A coalition of advocacy groups said mortgage lenders should immediately halt foreclosures on so-called subprime mortgage loans made at high interest rates to people with weak credit histories.
The groups, at a news conference in Washington, D.C., said a predicted wave of foreclosures stems from “reckless and unaffordable loans” for which investors bear some responsibility. They also said lenders, real estate agents and investors who bought subprime loans could face lawsuits under a federal law prohibiting housing discrimination.
Lenders, they said, should help homeowners affected by the problems in the high-risk mortgage market by allowing them to refinance their mortgages into conventional 30-year mortgages with a fixed interest rate.
“We know that there are safe and affordable loans that meet the needs of our communities,” said Janet Murguia, president of the National Council of La Raza, the nation’s largest Hispanic civil rights group. “We are calling on them to match families to the sustainable loans that they should have gotten in the first place...There are homes of families that can be salvaged.”
The mortgage industry said lenders are already working to help distressed borrowers.
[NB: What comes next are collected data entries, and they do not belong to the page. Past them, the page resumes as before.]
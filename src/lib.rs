//! Multi-solution weekly timetable generator.
//!
//! Given a scheduling [`Instance`] (teachers, rooms, subjects, classes,
//! qualifications, per-class-subject requirements, availability and
//! preferences), [`solve`] searches for up to `solution_limit` distinct
//! conflict-free weekly timetables and returns them ranked best-first.
//!
//! The pipeline is a straight-line sequence of single-purpose stages, each
//! its own module:
//!
//! 1. [`model`] — validates the raw [`Instance`] into an [`InputModel`].
//! 2. [`availability`] — resolves per-teacher availability documents.
//! 3. [`variables`] — enumerates legal decision variables.
//! 4. [`constraints`] — encodes hard constraints.
//! 5. [`objective`] — encodes the soft objective the solver maximizes.
//! 6. [`solver`] — drives the ILP backend, collecting K distinct solutions.
//! 7. [`extract`] — converts raw solver output into [`Assignment`]s.
//! 8. [`metrics`] — computes exact, audit-reproducible quality metrics.
//! 9. [`packager`] — re-validates, deduplicates, and ranks candidates.

pub mod availability;
pub mod constraints;
pub mod error;
pub mod extract;
pub mod metrics;
pub mod model;
pub mod objective;
pub mod packager;
pub mod solver;
pub mod variables;

pub use error::EngineError;
pub use model::{
    Assignment, AvailabilityDoc, CancellationHandle, Candidate, Class, ClassId, ClassScope,
    ConsecutiveRequirement, DayAvailability, Instance, InputModel, Metrics, PreferencesDoc,
    Requirement, Room, RoomId, SolveOptions, SolveOutcome, SolveStatus, Subject, SubjectId,
    Teacher, TeacherId,
};

use log::{error, info};

/// Runs the full pipeline for one [`Instance`], returning up to
/// `opts.solution_limit` distinct timetables ranked best-first (§7).
///
/// Never panics on malformed input: validation failures surface as
/// `SolveStatus::InvalidInput` inside a normal `Ok(SolveOutcome)`, matching
/// the "errors are data, not panics" posture of the rest of the pipeline.
/// The only way this returns `Err` is an internal invariant violation that
/// indicates a bug in this crate, not in the caller's input.
pub fn solve(instance: &Instance, opts: SolveOptions) -> Result<SolveOutcome, EngineError> {
    let model = match InputModel::build(instance) {
        Ok(model) => model,
        Err(EngineError::InvalidInput(msg)) => {
            info!("solve: rejected invalid input: {msg}");
            return Ok(SolveOutcome::empty(SolveStatus::InvalidInput(msg)));
        }
        Err(other) => return Err(other),
    };

    for warning in &model.warnings {
        log::warn!("solve: {warning}");
    }

    let driver_outcome = solver::run(&model, &opts)?;

    if driver_outcome.infeasible_from_start {
        info!("solve: no feasible timetable exists for this instance");
        return Ok(SolveOutcome::empty(SolveStatus::Infeasible));
    }

    let raw_candidates: Vec<(Vec<Assignment>, Metrics)> = driver_outcome
        .solutions
        .iter()
        .map(|raw| {
            let assignments = extract::extract(raw);
            let metrics = metrics::evaluate(&model, &assignments);
            (assignments, metrics)
        })
        .collect();

    let candidates = packager::package(&model, raw_candidates);

    if candidates.is_empty() {
        error!("solve: solver reported solutions but none survived re-validation");
        return Ok(SolveOutcome::empty(SolveStatus::Infeasible));
    }

    let partial = (driver_outcome.timed_out || driver_outcome.cancelled)
        && candidates.len() < opts.solution_limit;

    let status = if driver_outcome.cancelled && candidates.is_empty() {
        SolveStatus::Cancelled
    } else {
        SolveStatus::Completed
    };

    info!(
        "solve: returning {} candidate(s), status={:?}, partial={}",
        candidates.len(),
        status,
        partial
    );

    Ok(SolveOutcome {
        status,
        candidates,
        partial,
    })
}
//! Collaborators backed by the official Node.js distribution site.
//!
//! - [`DistCatalog`]: the `index.json` release list with an on-disk cache.
//! - [`DistLocator`]: artifact and checksum manifest URLs on a mirror.
//! - [`JsonRegistry`]: the local installation registry file.

mod catalog;
pub mod fs;
mod locator;
mod registry;

pub use catalog::{DEFAULT_CACHE_TTL, DistCatalog};
pub use locator::{DEFAULT_MIRROR, DistLocator};
pub use registry::JsonRegistry;
use std::time::Duration;

use async_trait::async_trait;
use futures_util::StreamExt;
use futures_util::stream::BoxStream;
use log::debug;
use thiserror::Error;

const CONNECT_TIMEOUT: Duration = Duration::from_secs(10);

#[derive(Debug, Clone, PartialEq, Eq, Error)]
pub enum HttpError {
    #[error("request to {url} timed out")]
    Timeout { url: String },
    #[error("transport error for {url}: {details}")]
    Transport { url: String, details: String },
    #[error("HTTP {status} for {url}")]
    Status { url: String, status: u16 },
    #[error("response from {url} is not valid UTF-8")]
    InvalidText { url: String },
}

impl HttpError {
    /// Whether retrying the same request may succeed.
    #[must_use]
    pub fn is_transient(&self) -> bool {
        match self {
            Self::Timeout { .. } | Self::Transport { .. } => true,
            Self::Status { status, .. } => *status >= 500 || *status == 429,
            Self::InvalidText { .. } => false,
        }
    }
}

pub type ChunkStream = BoxStream<'static, Result<Vec<u8>, HttpError>>;

/// An open response body.
pub struct HttpBody {
    /// Length advertised by the server, if any.
    pub total: Option<u64>,
    pub chunks: ChunkStream,
}

/// Transport used by the downloader and the remote catalog.
#[async_trait]
pub trait HttpSource: Send + Sync {
    /// Send a GET request and return once headers have arrived.
    ///
    /// `timeout` bounds the whole exchange, including reading the body.
    async fn open(&self, url: &str, timeout: Duration) -> Result<HttpBody, HttpError>;
}

/// Read an entire response body as UTF-8 text.
///
/// # Errors
/// Returns an error when the request fails or the body is not UTF-8.
pub async fn read_to_string(
    source: &dyn HttpSource,
    url: &str,
    timeout: Duration,
) -> Result<String, HttpError> {
    let mut body = source.open(url, timeout).await?;
    let mut bytes = Vec::new();
    while let Some(chunk) = body.chunks.next().await {
        bytes.extend_from_slice(&chunk?);
    }
    String::from_utf8(bytes).map_err(|_| HttpError::InvalidText {
        url: url.to_string(),
    })
}

#[derive(Clone)]
pub struct ReqwestSource {
    client: reqwest::Client,
}

impl ReqwestSource {
    /// Build a source on a client with the crate's user agent.
    ///
    /// # Errors
    /// Returns an error if the TLS backend cannot be initialised.
    pub fn new() -> Result<Self, HttpError> {
        let client = reqwest::Client::builder()
            .connect_timeout(CONNECT_TIMEOUT)
            .user_agent(format!("nodeup/{}", env!("CARGO_PKG_VERSION")))
            .build()
            .map_err(|error| HttpError::Transport {
                url: String::new(),
                details: format!("failed to build HTTP client: {error}"),
            })?;
        Ok(Self { client })
    }

    #[must_use]
    pub fn with_client(client: reqwest::Client) -> Self {
        Self { client }
    }
}

fn map_reqwest_error(url: &str, error: &reqwest::Error) -> HttpError {
    if error.is_timeout() {
        HttpError::Timeout {
            url: url.to_string(),
        }
    } else {
        HttpError::Transport {
            url: url.to_string(),
            details: error.to_string(),
        }
    }
}

#[async_trait]
impl HttpSource for ReqwestSource {
    async fn open(&self, url: &str, timeout: Duration) -> Result<HttpBody, HttpError> {
        debug!("GET {url}");
        let response = self
            .client
            .get(url)
            .timeout(timeout)
            .send()
            .await
            .map_err(|error| map_reqwest_error(url, &error))?;

        let status = response.status();
        if !status.is_success() {
            return Err(HttpError::Status {
                url: url.to_string(),
                status: status.as_u16(),
            });
        }

        let total = response.content_length();
        let owned_url = url.to_string();
        let chunks = response
            .bytes_stream()
            .map(move |chunk| {
                chunk
                    .map(|bytes| bytes.to_vec())
                    .map_err(|error| map_reqwest_error(&owned_url, &error))
            })
            .boxed();

        Ok(HttpBody { total, chunks })
    }
}

#[cfg(test)]
mod tests {
    use super::HttpError;

    #[test]
    fn transient_classification() {
        let url = "https://nodejs.org/dist/index.json".to_string();
        assert!(HttpError::Timeout { url: url.clone() }.is_transient());
        assert!(
            HttpError::Status {
                url: url.clone(),
                status: 503
            }
            .is_transient()
        );
        assert!(
            !HttpError::Status {
                url: url.clone(),
                status: 404
            }
            .is_transient()
        );
        assert!(!HttpError::InvalidText { url }.is_transient());
    }
}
John Robbins, chairman of the Mortgage Bankers Association, said many lenders are setting up payment plans to help avoid foreclosures among borrowers, many of whom have a hard time qualifying for refinancing.
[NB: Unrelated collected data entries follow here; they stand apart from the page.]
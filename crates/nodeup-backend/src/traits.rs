use std::path::PathBuf;
use std::time::Duration;

use async_trait::async_trait;
use nodeup_platform::Platform;

use crate::error::PipelineError;
use crate::types::{Installation, NodeVersion, RemoteRelease};

/// Source of the remote release list.
#[async_trait]
pub trait ReleaseCatalog: Send + Sync {
    /// All known releases, newest first.
    async fn releases(&self) -> Result<Vec<RemoteRelease>, PipelineError>;

    /// Check that the catalog endpoint answers within `timeout`.
    async fn ping(&self, timeout: Duration) -> Result<(), PipelineError>;
}

/// Persistent set of installations keyed by case-insensitive alias.
pub trait InstallationRegistry: Send + Sync {
    fn get(&self, alias: &str) -> Result<Option<Installation>, PipelineError>;

    fn find_by_version(&self, version: &NodeVersion) -> Result<Vec<Installation>, PipelineError>;

    fn list(&self) -> Result<Vec<Installation>, PipelineError>;

    fn add(&self, installation: Installation) -> Result<(), PipelineError>;

    /// Remove an alias, returning the removed entry when it existed.
    fn remove(&self, alias: &str) -> Result<Option<Installation>, PipelineError>;

    /// Mark one installation active and every other one inactive.
    fn set_active(&self, alias: &str) -> Result<(), PipelineError>;

    fn rename(&self, alias: &str, new_alias: &str, new_path: PathBuf)
    -> Result<(), PipelineError>;

    fn contains(&self, alias: &str) -> Result<bool, PipelineError> {
        Ok(self.get(alias)?.is_some())
    }

    fn active(&self) -> Result<Option<Installation>, PipelineError> {
        Ok(self.list()?.into_iter().find(|installation| installation.active))
    }
}

#[derive(Debug, Clone, PartialEq, Eq)]
pub struct ArtifactLocation {
    pub url: String,
    pub checksum_url: String,
    pub file_name: String,
}

/// Maps a release and platform to downloadable artifacts.
pub trait ArtifactLocator: Send + Sync {
    fn locate(&self, version: &NodeVersion, platform: &Platform) -> ArtifactLocation;

    fn is_available(&self, release: &RemoteRelease, platform: &Platform) -> bool;
}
“They are trapped and we are doing everything we can to help them, including looking at new products designed to help troubled borrowers,” Robbins said in a prepared statement.
James Ballentine, director of housing and economic development at the American Bankers Association, said the call for a six-month moratorium is an “overreaction” to problems in the mortgage market.
There are many reasons borrowers default — including medical bills and the loss of a jobs — that don’t necessarily mean a lender took advantage of them, Ballentine said.
The advocacy groups said high-interest rate subprime loans harm black and Hispanic homebuyers the most, citing data from 2005 showing that subprime loans represented more than 50 percent of all mortgages taken out by African American borrowers and 40 percent of Latino borrowers, compared with 19 percent of white borrowers.
The coalition argued that under the nation’s fair housing laws, anyone involved in providing risky loans to minority borrowers who could not afford them could be held legally responsible — including real estate brokers, banks, mortgage companies and investment firms.
Investment banks and commercial banks such as Bank of America Corp., Citigroup Inc., Credit Suisse Group, Goldman Sachs Group Inc. and Morgan Stanley provided subprime mortgage originators with short-term financing, bought loans from them and pooled those loans into securities to sell to investors.
Shanna Smith, chief executive of the National Fair Housing Alliance, said that, rather than going through with foreclosures, it would be cheaper for investors to replace mortgages at risk of default with loans that homeowners can afford.
“Why not refinance these loans?” she said. “The investor may lose a little bit of money, but they’re not going to lose a lot of money.”
The groups also said any anti-predatory lending legislation considered by Congress should give borrowers the right to sue their lenders.
The chairman of the House Financial Services Committee, Rep. Barney Frank, D-Mass., said providing relief to homeowners in danger of foreclosure is a priority, but said something as far-reaching as a six-month moratorium may not be possible, given the difficulties in determining who would qualify.
“Clearly some action is necessary,” Frank said in an interview.
The distress in the market for subprime mortgages has roiled financial markets and stoked anxiety that it could spill over into the broader economy. Lender New Century Financial Corp. filed for Chapter 11 bankruptcy protection on Monday.
The real estate market’s nationwide downturn has hammered employment in the real estate industry. Consulting firm Challenger, Gray & Christmas Inc. said Wednesday that job cuts in housing, including real estate, construction and mortgage lending, soared to more than 21,000 in the first quarter, compared with nearly 4,800 in the same quarter last year.
More than two dozen subprime lenders have either closed their doors or gone bankrupt since late last year. Those that remain in business have drastically trimmed their staffs, and larger, national lenders have eliminated jobs in their subprime mortgage divisions as they tighten credit standards.
Advocates say the mortgage problems are hitting homeowners in low-income neighborhoods the hardest. A study released Wednesday said by the Philadelphia-based Reinvestment Fund, said one in 30 Philadelphia homeowners has been a victim of predatory lending.